Etiology and epidemiology

Humans are the only natural host for C. diphtheriae. The organism is most commonly spread by upper respiratory tract droplets. Persons incubating the disease, those convalescing from the infection, and healthy carriers can spread the disease to others through close contact. Asymptomatic carriage can persist for years within a population. For example, in Russia the clonal strain responsible for a large diphtheria outbreak was carried asymptomatically in the population for at least 5 years before the epidemic.2 Spread is more common during the colder months of the year, when people tend to be crowded indoors.3 Persons with C. diphtheriae skin lesions can also serve as reservoirs for the organism, and contamination of the environment tends to be greater from skin infection than from upper respiratory tract in-fection.4 Because the organism can survive as long as 6 months in fomites and dust, these objects and particles can serve as vehicles for transmission.

Diphtheria toxoid immunization prevents the serious complications of diphtheria, alleviating the clinical manifestations of the disease by blocking the toxin’s ability to enter cells. Immunization reduces local colonization of the nasopharynx with toxin-producing strains by reducing their survival advantage. In the United States, with the advent of widespread vaccine administration in the 1940s, the carrier state has dropped to very low levels, and the incidence of diphtheria has steadily declined. Before the initiation of the vaccination program, as many as 125,000 cases and 10,000 deaths were reported annually in the United States. Subsequently, the incidence declined to zero to five cases a year from 1980 to 1990. History indicates that diphtheria outbreaks occur in cycles that may include quiescent periods of up to 100 years. Therefore, the downturn in incidence may represent a normal cycle rather than herd immunity. Occasional outbreaks have been observed in Texas, Washington, and South Dakota.5 Two outbreaks were associated with urban alcoholics who practiced poor hygiene and lived in crowded environments; a third occurred in a Native-American community. Day care centers can also serve as a site for the spread of diphtheria. Outbreaks in Russia (15,211 cases) and the Ukraine (2,987 cases) are thought to have resulted from the decreased immunization of infants and children, as well as from waning immunity to diphtheria in older people.6 The resurgence of diphtheria in developed countries raises concern that reductions in the immunization of young children and the failure to revaccinate older adults could lead to a worldwide increase in the incidence of this very serious disease. The finding that only 30% of persons older than 70 years in the United States have protective antibody levels to diphtheria further emphasizes the potential for resurgence.7

Pathogenesis

C. diphtheriae attaches to mucosal surfaces, particularly in the nasopharynx. Ocular and genital mucosae are less often infected. The skin has become an increasingly common site of infection, particularly in the United States. The diphtheria bacillus rarely invades living tissue but generally remains in superficial layers of the mucosa and skin. The major manifestations of this often serious disease result from production of a potent exotoxin. When iron concentrations are low, diphtheria bacilli possessing the corynebacteriophage containing the tox gene produce high concentrations of the toxin. This protein has a molecular weight of 62,000 and consists of two major fragments, designated A and B. Fragment B binds to a specific host cell membrane receptor, resulting in endocytosis of the entire molecule. Fragment B then forms a membrane channel that allows fragment A to enter the cell cytoplasm, block protein synthesis, and induce cell death within hours [see Figure 1].8 Antitoxin antibody can neutralize toxin adsorbed to cells or in the extracellular fluid. However, once the toxin penetrates cells, its toxic effects are irreversible.
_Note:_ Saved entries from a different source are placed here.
//! Admin menu for managing product photos: upload, list, delete.
//!
//! The admin flow is a small per-chat state kept beside the conversation
//! sessions; it shares nothing with the dialog graph except the photo table.

use std::collections::HashMap;
use std::sync::LazyLock;

use anyhow::Result;
use regex::Regex;
use teloxide::prelude::*;
use teloxide::types::{KeyboardButton, KeyboardMarkup};
use tokio::sync::Mutex;
use tracing::info;

use crate::db;
use crate::localization::{t, t_args};

use super::App;

pub const BTN_UPLOAD: &str = "Загрузить фото";
pub const BTN_LIST: &str = "Список фото";
pub const BTN_DELETE: &str = "Удалить фото";
pub const BTN_EXIT: &str = "Выход";

static KEY_RE: LazyLock<Regex> =
    LazyLock::new(|| Regex::new(r"^[a-z0-9_-]{1,64}$").unwrap());

/// Validate a product key typed by an admin.
pub fn is_valid_key(key: &str) -> bool {
    KEY_RE.is_match(key)
}

/// Position inside the admin menu tree.
#[derive(Debug, Clone)]
enum AdminFlow {
    Menu,
    AwaitUploadKey,
    AwaitUploadPhoto { key: String },
    AwaitDeleteKey,
}

/// Per-chat admin flow state. A chat without an entry is not in admin mode.
#[derive(Debug, Default)]
pub struct AdminState {
    inner: Mutex<HashMap<i64, AdminFlow>>,
}

impl AdminState {
    pub fn new() -> Self {
        Self::default()
    }

    pub async fn close(&self, chat_id: i64) {
        self.inner.lock().await.remove(&chat_id);
    }

    async fn get(&self, chat_id: i64) -> Option<AdminFlow> {
        self.inner.lock().await.get(&chat_id).cloned()
    }

    async fn set(&self, chat_id: i64, flow: AdminFlow) {
        self.inner.lock().await.insert(chat_id, flow);
    }
}

fn menu_keyboard() -> KeyboardMarkup {
    KeyboardMarkup::new([
        vec![KeyboardButton::new(BTN_UPLOAD)],
        vec![KeyboardButton::new(BTN_LIST)],
        vec![KeyboardButton::new(BTN_DELETE)],
        vec![KeyboardButton::new(BTN_EXIT)],
    ])
    .resize_keyboard()
}

fn exit_keyboard() -> KeyboardMarkup {
    KeyboardMarkup::new([vec![KeyboardButton::new(BTN_EXIT)]]).resize_keyboard()
}

/// Enter the admin menu. The caller has already checked admin rights.
pub async fn open_menu(bot: &Bot, chat_id: ChatId, app: &App) -> Result<()> {
    app.admin.set(chat_id.0, AdminFlow::Menu).await;
    bot.send_message(chat_id, t("admin-menu-prompt"))
        .reply_markup(menu_keyboard())
        .await?;
    Ok(())
}

/// Handle a text message while the chat is in admin mode. Returns `false`
/// when the chat is not in admin mode so the conversation flow runs instead.
pub async fn handle_text(bot: &Bot, chat_id: ChatId, app: &App, text: &str) -> Result<bool> {
    let Some(flow) = app.admin.get(chat_id.0).await else {
        return Ok(false);
    };

    if text == BTN_EXIT {
        app.admin.close(chat_id.0).await;
        bot.send_message(chat_id, t("admin-exit")).await?;
        super::message_handler::send_node_prompt(bot, chat_id, app).await?;
        return Ok(true);
    }

    match flow {
        AdminFlow::Menu => match text {
            BTN_UPLOAD => {
                app.admin.set(chat_id.0, AdminFlow::AwaitUploadKey).await;
                bot.send_message(chat_id, t("admin-upload-ask-key"))
                    .reply_markup(exit_keyboard())
                    .await?;
            }
            BTN_LIST => {
                send_photo_list(bot, chat_id, app).await?;
            }
            BTN_DELETE => {
                app.admin.set(chat_id.0, AdminFlow::AwaitDeleteKey).await;
                bot.send_message(chat_id, t("admin-delete-ask-key"))
                    .reply_markup(exit_keyboard())
                    .await?;
            }
            _ => {
                bot.send_message(chat_id, t("admin-menu-prompt"))
                    .reply_markup(menu_keyboard())
                    .await?;
            }
        },
        AdminFlow::AwaitUploadKey => {
            if is_valid_key(text) {
                app.admin
                    .set(chat_id.0, AdminFlow::AwaitUploadPhoto { key: text.to_string() })
                    .await;
                bot.send_message(chat_id, t_args("admin-upload-ask-photo", &[("key", text)]))
                    .await?;
            } else {
                bot.send_message(chat_id, t("admin-invalid-key")).await?;
            }
        }
        AdminFlow::AwaitUploadPhoto { .. } => {
            bot.send_message(chat_id, t("admin-expected-photo")).await?;
        }
        AdminFlow::AwaitDeleteKey => {
            if is_valid_key(text) {
                let removed = {
                    let conn = app.conn.lock().await;
                    db::delete_photo(&conn, text)?
                };
                let reply = if removed {
                    t_args("admin-delete-done", &[("key", text)])
                } else {
                    t_args("admin-delete-missing", &[("key", text)])
                };
                app.admin.set(chat_id.0, AdminFlow::Menu).await;
                bot.send_message(chat_id, reply)
                    .reply_markup(menu_keyboard())
                    .await?;
            } else {
                bot.send_message(chat_id, t("admin-invalid-key")).await?;
            }
        }
    }

    Ok(true)
}

/// Handle an incoming photo while the chat awaits an upload. Returns `false`
/// when the admin flow is not expecting a photo.
pub async fn handle_photo(bot: &Bot, chat_id: ChatId, app: &App, file_id: String) -> Result<bool> {
    let Some(AdminFlow::AwaitUploadPhoto { key }) = app.admin.get(chat_id.0).await else {
        return Ok(false);
    };

    {
        let conn = app.conn.lock().await;
        db::upsert_photo(&conn, &key, &file_id)?;
    }
    info!(admin_id = %chat_id, key = %key, "product photo uploaded");

    app.admin.set(chat_id.0, AdminFlow::Menu).await;
    bot.send_message(chat_id, t_args("admin-upload-saved", &[("key", &key)]))
        .reply_markup(menu_keyboard())
        .await?;

    Ok(true)
}

async fn send_photo_list(bot: &Bot, chat_id: ChatId, app: &App) -> Result<()> {
    let photos = {
        let conn = app.conn.lock().await;
        db::list_photos(&conn)?
    };

    if photos.is_empty() {
        bot.send_message(chat_id, t("admin-list-empty")).await?;
        return Ok(());
    }

    let mut listing = t("admin-list-header");
    for photo in &photos {
        listing.push_str(&format!("\n• {} — {}", photo.key, photo.created_at));
    }
    bot.send_message(chat_id, listing).await?;

    Ok(())
}

#[cfg(test)]
mod tests {
    use super::*;

    #[test]
    fn key_validation_accepts_catalog_style_keys() {
        assert!(is_valid_key("shampoo_color"));
        assert!(is_valid_key("body-cream-2"));
        assert!(is_valid_key("a"));
    }

    #[test]
    fn key_validation_rejects_bad_keys() {
        assert!(!is_valid_key(""));
        assert!(!is_valid_key("Шампунь"));
        assert!(!is_valid_key("has space"));
        assert!(!is_valid_key("UPPER"));
        assert!(!is_valid_key(&"a".repeat(65)));
    }
}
In the host, the cytotoxic effects of the toxin are most marked in regions where bacterial growth is heavy and toxin concentrations are highest. Tissue necrosis is associated with an inflammatory response, leading to the formation of an adherent membrane that is greenish-gray to black and consists of fibrin, necrot-ic tissue, lymphocytes, polymorphonuclear leukocytes, erythrocytes, and bacterial colonies. All cells are susceptible to the lethal effects of the toxin; however, the heart, kidneys, and nervous system are injured most often.

Diagnosis

Clinical Manifestations

The incubation period for respiratory diphtheria is generally 2 to 4 days but can be as long as 7 days. Infection is usually associated with low-grade fever (approximately 38° C [100.4° F]); early in the infection, systemic complaints often are minimal. Symptoms depend on the location and duration of the infection before treatment. Concentrations of bacteria increase over time, resulting in the release of increasing amounts of the cytotoxic exotoxin.

Early recognition and treatment are therefore critical for reducing the complications associated with toxin dissemination.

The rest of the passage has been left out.